Aslında ikisi de doğru. Sadece ikisi de farklı düzlemlerde çalışıyor. Yaşam gerçekten de kontrol edemeyeceğimiz olaylar ve durumlardan oluşur. Bazen siz ne kadar planlasanız da, kontrol çabasında olsanız da, olan sizin düşündüğünüzden çok farklıdır. Olaylar, durumlar hayatın bir düzeyidir. O zaman ne yaparsınız? Bir tepki verirsiniz. Tepki kelimesini "karşılık, cevap " anlamında kullanıyorum. Her ne kadar olayın/durumun üzerinde bir kontrolünüz olamadıysa da vereceğiniz tepkiniz üzerinde yüzde yüz kontrol şansınız vardır. Düşünceleriniz, yaşanmışlıklarınız ve duygularınızın bir sonucu olan tepkiniz de bir diğer düzeydir.

bizler bu iki düzeyi birbirine karıştırdığımız için kafa karışıklığı yaşıyoruz diye düşünüyorum. Son zamanlarda sıkça duyduğunuz "akışa bırakmak " kavramını sadece olaylar/durumlar düzleminde kullanmamız gerekir. Hava gibi değiştiremeyeceğim bir durumda akışa bırakmak, teslim olmak, olanı, gerçeği kabul etmektir yapmamız gereken. Evet havanın o gün kötü olması, benim tüm planlarımı alt üst etmesi, benim kaderimdir. Değiştiremem. Kontrol edemem. Ancak bana hediye edilmiş seçim şansımı, vereceğim tepkide kullanabilirim. Kontrol sahibi olduğum, sadece benim karar vereceğim, benim seçeceğim bir karşılık verebilirim bu olaya. Havaya kızar, küser, kendimi tüm dünyaya kapatır, somurturum ya da elimdekiyle mutlu olmayı seçebilirim. Elimdekiyle mutlu olmam bana esnek düşünüp, esnek davranma avantajını sağlar. Düşündüğüm günü değiştirip, yeni bir gün yaratırım kendime. Mesele etkili ya da etkisiz bir seçim yapmaktır burada.

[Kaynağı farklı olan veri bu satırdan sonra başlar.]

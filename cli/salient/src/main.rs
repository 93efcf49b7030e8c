//! Salient CLI: header, constant and build-plan generation for the salient bindings.

mod commands;
mod manifest;

use std::path::PathBuf;
use std::process;

use clap::{Parser, Subcommand, ValueEnum};

use manifest::SalientManifest;

#[derive(Parser)]
#[command(name = "salient", version, about = "Binding toolkit for the salient C library")]
struct Cli {
    /// Increase log verbosity (-v info, -vv debug)
    #[arg(short, long, global = true, action = clap::ArgAction::Count)]
    verbose: u8,

    #[command(subcommand)]
    command: Commands,
}

#[derive(Subcommand)]
enum Commands {
    /// List headers in include order
    Headers {
        /// Also list each header's dependencies
        #[arg(long)]
        deps: bool,
    },
    /// Emit the FFI definition text
    Cdef {
        /// Write to a file instead of stdout
        #[arg(short, long)]
        output: Option<PathBuf>,
    },
    /// Generate the constants module
    Constants {
        /// Output format
        #[arg(long, value_enum, default_value_t = ConstantsFormat::Module)]
        format: ConstantsFormat,
        /// Write to a file instead of stdout
        #[arg(short, long)]
        output: Option<PathBuf>,
    },
    /// Generate enum classes from constant prefixes
    Enums {
        /// `ClassName=PREFIX_` pairs (defaults to [constants.enum_prefixes])
        #[arg(value_name = "NAME=PREFIX")]
        groups: Vec<String>,
        /// Write to a file instead of stdout
        #[arg(short, long)]
        output: Option<PathBuf>,
    },
    /// Rewrite the generated constant names in a package __init__.py
    UpdateAll {
        /// The file holding the `# --- From constants.py ---` markers
        #[arg(default_value = "salient/__init__.py")]
        file: PathBuf,
    },
    /// Assemble the native build plan as JSON
    Plan {
        /// Use GCC-style flags on Windows
        #[arg(long)]
        mingw: bool,
        /// Write to a file instead of stdout
        #[arg(short, long)]
        output: Option<PathBuf>,
    },
    /// Tag a release: update the changelog and version markers, commit and tag
    Release {
        /// Semantic version to tag
        tag: String,
        /// Open an editor for the commit and tag messages
        #[arg(short, long)]
        edit: bool,
        /// Print the changes without writing files or running git
        #[arg(short = 'n', long)]
        dry_run: bool,
    },
}

#[derive(Clone, Copy, ValueEnum)]
enum ConstantsFormat {
    Module,
    Json,
}

fn main() {
    let cli = Cli::parse();
    init_tracing(cli.verbose);

    let result = run(cli);
    if let Err(e) = result {
        eprintln!("error: {e:#}");
        process::exit(1);
    }
}

fn init_tracing(verbose: u8) {
    let default = match verbose {
        0 => "warn",
        1 => "info",
        _ => "debug",
    };
    tracing_subscriber::fmt()
        .with_writer(std::io::stderr)
        .with_env_filter(
            tracing_subscriber::EnvFilter::try_from_default_env()
                .unwrap_or_else(|_| tracing_subscriber::EnvFilter::new(default)),
        )
        .init();
}

fn run(cli: Cli) -> anyhow::Result<()> {
    let cwd = std::env::current_dir()?;
    let (manifest, project_dir) = SalientManifest::load_or_default(&cwd)?;

    match cli.command {
        Commands::Headers { deps } => commands::headers::run(&project_dir, &manifest, deps),
        Commands::Cdef { output } => commands::cdef::run(&project_dir, &manifest, output.as_deref()),
        Commands::Constants { format, output } => commands::constants::run(
            &project_dir,
            &manifest,
            matches!(format, ConstantsFormat::Json),
            output.as_deref(),
        ),
        Commands::Enums { groups, output } => {
            commands::enums::run(&project_dir, &manifest, &groups, output.as_deref())
        }
        Commands::UpdateAll { file } => commands::update_all::run(&project_dir, &manifest, &cwd.join(file)),
        Commands::Plan { mingw, output } => commands::plan::run(&project_dir, &manifest, mingw, output.as_deref()),
        Commands::Release { tag, edit, dry_run } => commands::release::run(&project_dir, &manifest, &tag, edit, dry_run),
    }
}

#[cfg(test)]
mod integration_tests {
    use super::*;
    use std::path::Path;

    fn write(root: &Path, rel: &str, text: &str) {
        let path = root.join(rel);
        std::fs::create_dir_all(path.parent().unwrap()).unwrap();
        std::fs::write(path, text).unwrap();
    }

    /// A checkout with two headers, one including the other, a manifest and a
    /// package init file.
    fn project() -> tempfile::TempDir {
        let dir = tempfile::tempdir().unwrap();
        let root = dir.path();
        write(
            root,
            "salient.toml",
            "[headers]\npaths = [\"include\"]\n\n[constants.enum_prefixes]\nKey = \"SALIENT_KEY_\"\n\n\
             [build]\nsource_dirs = [\"src\"]\nsources = []\nsource_globs = []\n",
        );
        write(
            root,
            "include/salient.h",
            "#ifndef SALIENT_H\n#define SALIENT_H\n#include \"keys.h\"\n\
             SALIENTLIB_API salient_key_t salient_wait(int flags);\n#endif\n",
        );
        write(
            root,
            "include/keys.h",
            "/* key codes */\n#define SALIENT_KEY_UP 72\n#define SALIENT_KEY_DOWN 80\n\
             typedef int salient_key_t;\n",
        );
        write(root, "src/salient.c", "");
        write(
            root,
            "salient/__init__.py",
            "__all__ = [\n    # --- From constants.py ---\n    # --- End constants.py ---\n]\n",
        );
        dir
    }

    #[test]
    fn cli_parses_subcommands() {
        let cli = Cli::try_parse_from(["salient", "-vv", "constants", "--format", "json"]).unwrap();
        assert_eq!(cli.verbose, 2);
        assert!(matches!(cli.command, Commands::Constants { format: ConstantsFormat::Json, output: None }));

        let cli = Cli::try_parse_from(["salient", "release", "1.2.0", "-n"]).unwrap();
        assert!(matches!(cli.command, Commands::Release { dry_run: true, edit: false, .. }));

        assert!(Cli::try_parse_from(["salient", "constants", "--format", "yaml"]).is_err());
    }

    /// Full workflow: cdef -> constants -> enums -> update-all -> plan.
    #[test]
    fn generate_everything_from_a_checkout() {
        let dir = project();
        let nested = dir.path().join("src");
        let (manifest, project_dir) = SalientManifest::find_and_load(&nested).unwrap().unwrap();
        assert_eq!(project_dir, dir.path());

        let cdef_out = dir.path().join("out.cdef");
        commands::cdef::run(&project_dir, &manifest, Some(&cdef_out)).unwrap();
        let cdef = std::fs::read_to_string(&cdef_out).unwrap();
        let keys = cdef.find("typedef int salient_key_t;").unwrap();
        let wait = cdef.find("salient_key_t salient_wait(int flags);").unwrap();
        assert!(keys < wait, "included header must come first");
        assert!(!cdef.contains("SALIENTLIB_API"));
        assert!(!cdef.contains("#ifndef"));

        let constants_out = dir.path().join("constants.py");
        commands::constants::run(&project_dir, &manifest, false, Some(&constants_out)).unwrap();
        assert!(std::fs::read_to_string(&constants_out)
            .unwrap()
            .contains("SALIENT_KEY_UP = 72\nSALIENT_KEY_DOWN = 80\n"));

        let enums_out = dir.path().join("enums.py");
        commands::enums::run(&project_dir, &manifest, &[], Some(&enums_out)).unwrap();
        assert!(std::fs::read_to_string(&enums_out).unwrap().contains("    KEY_UP = 72\n"));

        let init = dir.path().join("salient/__init__.py");
        commands::update_all::run(&project_dir, &manifest, &init).unwrap();
        assert!(std::fs::read_to_string(&init).unwrap().contains("    \"SALIENT_KEY_DOWN\",\n"));

        let plan_out = dir.path().join("plan.json");
        commands::plan::run(&project_dir, &manifest, false, Some(&plan_out)).unwrap();
        let plan: salient_build::BuildPlan =
            serde_json::from_str(&std::fs::read_to_string(&plan_out).unwrap()).unwrap();
        assert_eq!(plan.sources, vec![PathBuf::from("src/salient.c")]);
        assert_eq!(plan.cdef_digest.len(), 64);
    }

    #[test]
    fn mutual_includes_fail() {
        let dir = project();
        write(dir.path(), "include/keys.h", "#include \"salient.h\"\n#define SALIENT_KEY_UP 72\n");
        let (manifest, project_dir) = SalientManifest::find_and_load(dir.path()).unwrap().unwrap();
        let err = commands::cdef::run(&project_dir, &manifest, None).unwrap_err();
        assert!(format!("{err:#}").contains("possible cyclic dependency"));
    }
}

Esnekliğimi koruduğum sürece, tepkilerimi seçebilirim. Tepkiler düzleminde kaderimi kendim yaratırım. Olaylar düzleminde olanı kabul ederim, onaylamasam da. "İçimde bana acı, sıkıntı veren şey hangi düzlemde çalışıyor şu anda ?" sorusu bize yol gösterecektir. Yaşadığım olaya/duruma ki o zaten oluyordur, oradadır, ona mı takılı kalıp kabul etmiyorum, yani olaylar düzleminde miyim ? Yoksa verdiğim tepki etkili mi etkisiz mi ? Söylenme, şikayet, karamsarlığı mı seçiyorum ya da kabul, yaratıcılık, çözüme yönelmeyi mi ?
???? Sabırla :))
 
ncarenot tatlım Yoklugum seni feylesof yapmış
 
Bu siteyi kullanmak için çerezler gereklidir. Siteyi kullanmaya devam etmek için onları kabul etmelisiniz. Daha Fazlasını Öğren.…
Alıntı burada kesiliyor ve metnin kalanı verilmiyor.